Given the data above, it would appear that SNPP would be a clear winner compared to SMTP. I would generally agree, although there are some edge cases to consider. SNPP as specified in RFC 1861 does not support encryption, which was still fairly nascent in 1995. This means if you are sending sensitive data, SNPP may not be ideal (and although many pages are still sent in cleartext over the air, many providers, including Spok, do support encrypted paging, and my own pager is encrypted). For these use cases, SMTP has the advantage of supporting STARTTLS. In my own SNPP implementation, I have also added STARTTLS support, which will be used whenever possible; however, commercial paging providers don't support it and aren't likely to, so for sensitive pages, SNPP for final delivery to the paging provider might be better avoided. In an ideal world, SNPP would be revised to formally include encryption support, though given the level of stasis in the paging business day, I don't foresee this as being all that likely to happen.
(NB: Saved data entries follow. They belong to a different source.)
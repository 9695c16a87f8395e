//! Readiness of a runtime that loads asynchronously.

use std::future::Future;

use strum::{Display, IntoStaticStr};
use tokio::sync::watch;

use crate::classify::InterpreterError;

/// Lifecycle of a handle.
///
/// `Faulted` is terminal. `Ready` only gives way to `Faulted` when the runtime
/// dies after loading.
#[derive(Debug, Clone, Copy, PartialEq, Eq, Display, IntoStaticStr)]
pub enum VmState {
    Loading,
    Ready,
    Faulted,
}

#[derive(Debug, Clone)]
enum GateState {
    Loading,
    Ready,
    Faulted(InterpreterError),
}

/// Creates a gate in the `Loading` state along with the one-shot opener that settles it.
pub(crate) fn channel() -> (GateOpener, ReadinessGate) {
    let (tx, rx) = watch::channel(GateState::Loading);
    (GateOpener { tx }, ReadinessGate { rx })
}

/// Settles a [`ReadinessGate`]. Opening borrows, so the worker can still fault
/// the gate later; faulting consumes.
///
/// Dropping the opener faults every observer with
/// [`InterpreterError::worker_stopped`] unless it was faulted explicitly.
#[derive(Debug)]
pub(crate) struct GateOpener {
    tx: watch::Sender<GateState>,
}

impl GateOpener {
    pub(crate) fn open(&self) {
        self.tx.send_replace(GateState::Ready);
    }

    pub(crate) fn fault(self, error: InterpreterError) {
        self.tx.send_replace(GateState::Faulted(error));
    }
}

/// Observes whether the runtime behind a handle finished loading.
#[derive(Debug, Clone)]
pub struct ReadinessGate {
    rx: watch::Receiver<GateState>,
}

impl ReadinessGate {
    /// Current state, without waiting.
    #[must_use]
    pub fn state(&self) -> VmState {
        match &*self.rx.borrow() {
            GateState::Faulted(_) => VmState::Faulted,
            _ if self.opener_gone() => VmState::Faulted,
            GateState::Ready => VmState::Ready,
            GateState::Loading => VmState::Loading,
        }
    }

    /// The error every command on this handle now fails with, if the gate is faulted.
    #[must_use]
    pub fn fault(&self) -> Option<InterpreterError> {
        match &*self.rx.borrow() {
            GateState::Faulted(error) => Some(error.clone()),
            _ if self.opener_gone() => Some(InterpreterError::worker_stopped()),
            _ => None,
        }
    }

    /// Resolves once loading finished; rejects with the `LoadError` if it failed.
    ///
    /// Every call, before or after the gate settled, observes the same outcome.
    /// The returned future does not borrow the gate.
    pub fn wait(&self) -> impl Future<Output = Result<(), InterpreterError>> + use<> {
        let mut rx = self.rx.clone();
        async move {
            let state = rx
                .wait_for(|state| !matches!(state, GateState::Loading))
                .await
                .map_err(|_| InterpreterError::worker_stopped())?;
            let faulted = match &*state {
                GateState::Faulted(error) => Some(error.clone()),
                _ => None,
            };
            drop(state);
            match faulted {
                Some(error) => Err(error),
                None if rx.has_changed().is_err() => Err(InterpreterError::worker_stopped()),
                None => Ok(()),
            }
        }
    }

    fn opener_gone(&self) -> bool {
        self.rx.has_changed().is_err()
    }
}

#[cfg(test)]
mod tests {
    use super::*;

    fn block_on<F: Future>(future: F) -> F::Output {
        tokio::runtime::Builder::new_current_thread()
            .build()
            .unwrap()
            .block_on(future)
    }

    #[test]
    fn opened_gate_is_ready_for_every_waiter() {
        let (opener, gate) = channel();
        let early = gate.wait();
        assert_eq!(gate.state(), VmState::Loading);
        opener.open();
        assert_eq!(gate.state(), VmState::Ready);
        block_on(async {
            early.await.unwrap();
            gate.wait().await.unwrap();
        });
        assert!(gate.fault().is_none());
    }

    #[test]
    fn faulted_gate_repeats_the_same_error() {
        let (opener, gate) = channel();
        opener.fault(InterpreterError::load("no runtime"));
        let first = block_on(gate.wait()).unwrap_err();
        let second = block_on(gate.wait()).unwrap_err();
        assert_eq!(first, second);
        assert_eq!(first.message(), "no runtime");
        assert_eq!(gate.fault(), Some(first));
    }

    #[test]
    fn ready_gate_faults_when_the_worker_goes_away() {
        let (opener, gate) = channel();
        opener.open();
        assert_eq!(gate.state(), VmState::Ready);
        drop(opener);
        assert_eq!(gate.state(), VmState::Faulted);
        assert_eq!(gate.fault(), Some(InterpreterError::worker_stopped()));
        assert_eq!(block_on(gate.wait()), Err(InterpreterError::worker_stopped()));
    }

    #[test]
    fn opened_gate_can_still_be_faulted() {
        let (opener, gate) = channel();
        opener.open();
        opener.fault(InterpreterError::load("runtime panicked: boom"));
        assert_eq!(gate.state(), VmState::Faulted);
        assert_eq!(block_on(gate.wait()).unwrap_err().message(), "runtime panicked: boom");
    }

    #[test]
    fn dropped_opener_faults_the_gate() {
        let (opener, gate) = channel();
        drop(opener);
        assert_eq!(gate.state(), VmState::Faulted);
        let err = block_on(gate.wait()).unwrap_err();
        assert_eq!(err, InterpreterError::worker_stopped());
    }
}
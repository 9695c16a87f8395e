use std::fmt;

use crate::exception_private::ExcType;

/// Recommended maximum nesting depth if not otherwise specified.
pub const DEFAULT_MAX_RECURSION_DEPTH: usize = 1000;

/// Script name shown in tracebacks if not otherwise specified.
pub const DEFAULT_SCRIPT_NAME: &str = "<exec>";

/// Configuration of the reference runtime.
///
/// ```
/// use pyvm_interp::{InterpConfig, ResourceLimits};
///
/// let config = InterpConfig::default()
///     .platform("js")
///     .prelude("greeting = 'hello'")
///     .limits(ResourceLimits::new().max_operations(1_000_000));
/// assert_eq!(config.script_name, "<exec>");
/// ```
#[derive(Debug, Clone, PartialEq, Eq, serde::Serialize, serde::Deserialize)]
#[serde(default)]
pub struct InterpConfig {
    /// Filename used in tracebacks.
    pub script_name: String,
    /// Value of `sys.platform`.
    pub platform: String,
    /// Code run once while booting; if it raises, the runtime fails to load.
    pub prelude: Option<String>,
    pub limits: ResourceLimits,
}

impl Default for InterpConfig {
    fn default() -> Self {
        Self {
            script_name: DEFAULT_SCRIPT_NAME.to_owned(),
            platform: default_platform().to_owned(),
            prelude: None,
            limits: ResourceLimits::new(),
        }
    }
}

impl InterpConfig {
    #[must_use]
    pub fn script_name(mut self, name: impl Into<String>) -> Self {
        self.script_name = name.into();
        self
    }

    #[must_use]
    pub fn platform(mut self, platform: impl Into<String>) -> Self {
        self.platform = platform.into();
        self
    }

    #[must_use]
    pub fn prelude(mut self, code: impl Into<String>) -> Self {
        self.prelude = Some(code.into());
        self
    }

    #[must_use]
    pub fn limits(mut self, limits: ResourceLimits) -> Self {
        self.limits = limits;
        self
    }
}

/// `sys.platform` spelling of the host OS.
fn default_platform() -> &'static str {
    match std::env::consts::OS {
        "macos" => "darwin",
        "windows" => "win32",
        other => other,
    }
}

/// Limits applied to every `exec`.
///
/// All limits are optional; `None` disables a limit.
#[derive(Debug, Clone, Copy, PartialEq, Eq, Default, serde::Serialize, serde::Deserialize)]
pub struct ResourceLimits {
    /// Maximum number of statements and loop iterations per `exec`.
    pub max_operations: Option<usize>,
    /// Maximum nesting of evaluation (blocks inside blocks, expressions inside expressions).
    pub max_recursion_depth: Option<usize>,
}

impl ResourceLimits {
    /// Creates limits with everything disabled except the recursion depth, which is
    /// set to [`DEFAULT_MAX_RECURSION_DEPTH`].
    #[must_use]
    pub fn new() -> Self {
        Self {
            max_recursion_depth: Some(DEFAULT_MAX_RECURSION_DEPTH),
            ..Default::default()
        }
    }

    #[must_use]
    pub fn max_operations(mut self, limit: usize) -> Self {
        self.max_operations = Some(limit);
        self
    }

    #[must_use]
    pub fn max_recursion_depth(mut self, limit: Option<usize>) -> Self {
        self.max_recursion_depth = limit;
        self
    }
}

/// A limit was exceeded while executing.
#[derive(Debug, Clone, PartialEq, Eq)]
pub(crate) enum ResourceError {
    Operation { limit: usize, count: usize },
    Recursion { limit: usize, depth: usize },
}

impl fmt::Display for ResourceError {
    fn fmt(&self, f: &mut fmt::Formatter<'_>) -> fmt::Result {
        match self {
            Self::Operation { limit, count } => write!(f, "operation limit exceeded: {count} > {limit}"),
            Self::Recursion { .. } => f.write_str("maximum recursion depth exceeded"),
        }
    }
}

impl ResourceError {
    /// `Operation` maps to `TimeoutError`, `Recursion` to `RecursionError`.
    pub(crate) fn exc_type(&self) -> ExcType {
        match self {
            Self::Operation { .. } => ExcType::TimeoutError,
            Self::Recursion { .. } => ExcType::RecursionError,
        }
    }
}

/// Counts work done during one `exec` against [`ResourceLimits`].
#[derive(Debug)]
pub(crate) struct Tracker {
    limits: ResourceLimits,
    operations: usize,
    depth: usize,
}

impl Tracker {
    pub(crate) fn new(limits: ResourceLimits) -> Self {
        Self {
            limits,
            operations: 0,
            depth: 0,
        }
    }

    pub(crate) fn on_operation(&mut self) -> Result<(), ResourceError> {
        self.operations += 1;
        match self.limits.max_operations {
            Some(limit) if self.operations > limit => Err(ResourceError::Operation {
                limit,
                count: self.operations,
            }),
            _ => Ok(()),
        }
    }

    pub(crate) fn enter(&mut self) -> Result<(), ResourceError> {
        self.depth += 1;
        match self.limits.max_recursion_depth {
            Some(limit) if self.depth > limit => {
                let depth = self.depth;
                self.depth -= 1;
                Err(ResourceError::Recursion { limit, depth })
            }
            _ => Ok(()),
        }
    }

    pub(crate) fn leave(&mut self) {
        self.depth = self.depth.saturating_sub(1);
    }
}

#[cfg(test)]
mod tests {
    use super::*;

    #[test]
    fn operation_budget_is_exclusive() {
        let mut tracker = Tracker::new(ResourceLimits::new().max_operations(2));
        assert!(tracker.on_operation().is_ok());
        assert!(tracker.on_operation().is_ok());
        let err = tracker.on_operation().unwrap_err();
        assert_eq!(err.to_string(), "operation limit exceeded: 3 > 2");
        assert_eq!(err.exc_type(), ExcType::TimeoutError);
    }

    #[test]
    fn depth_is_restored_after_refusal() {
        let mut tracker = Tracker::new(ResourceLimits::new().max_recursion_depth(Some(1)));
        tracker.enter().unwrap();
        assert!(tracker.enter().is_err());
        tracker.leave();
        assert!(tracker.enter().is_ok());
    }
}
Thus, as with many things, there are pros and cons of the various paging protocols. SNPP is the most "efficient" and optimized for paging, but as implemented by commercial providers like Spok, encryption in transit is not supported. SMTP supports encryption but suffers the "email processing penalty". And TAP has the virtue of not being an Internet protocol at all and thus being viable for sending pages without an Internet connection, but page transmission is considerably slower than either SNPP or SMTP since it runs at 300 baud, though ironically, TAP could still end up being faster than SMTP in some cases, particularly for short messages, if call setup and transmission take less than the ~5 second penalty incurred, on average, by pages sent via SMTP.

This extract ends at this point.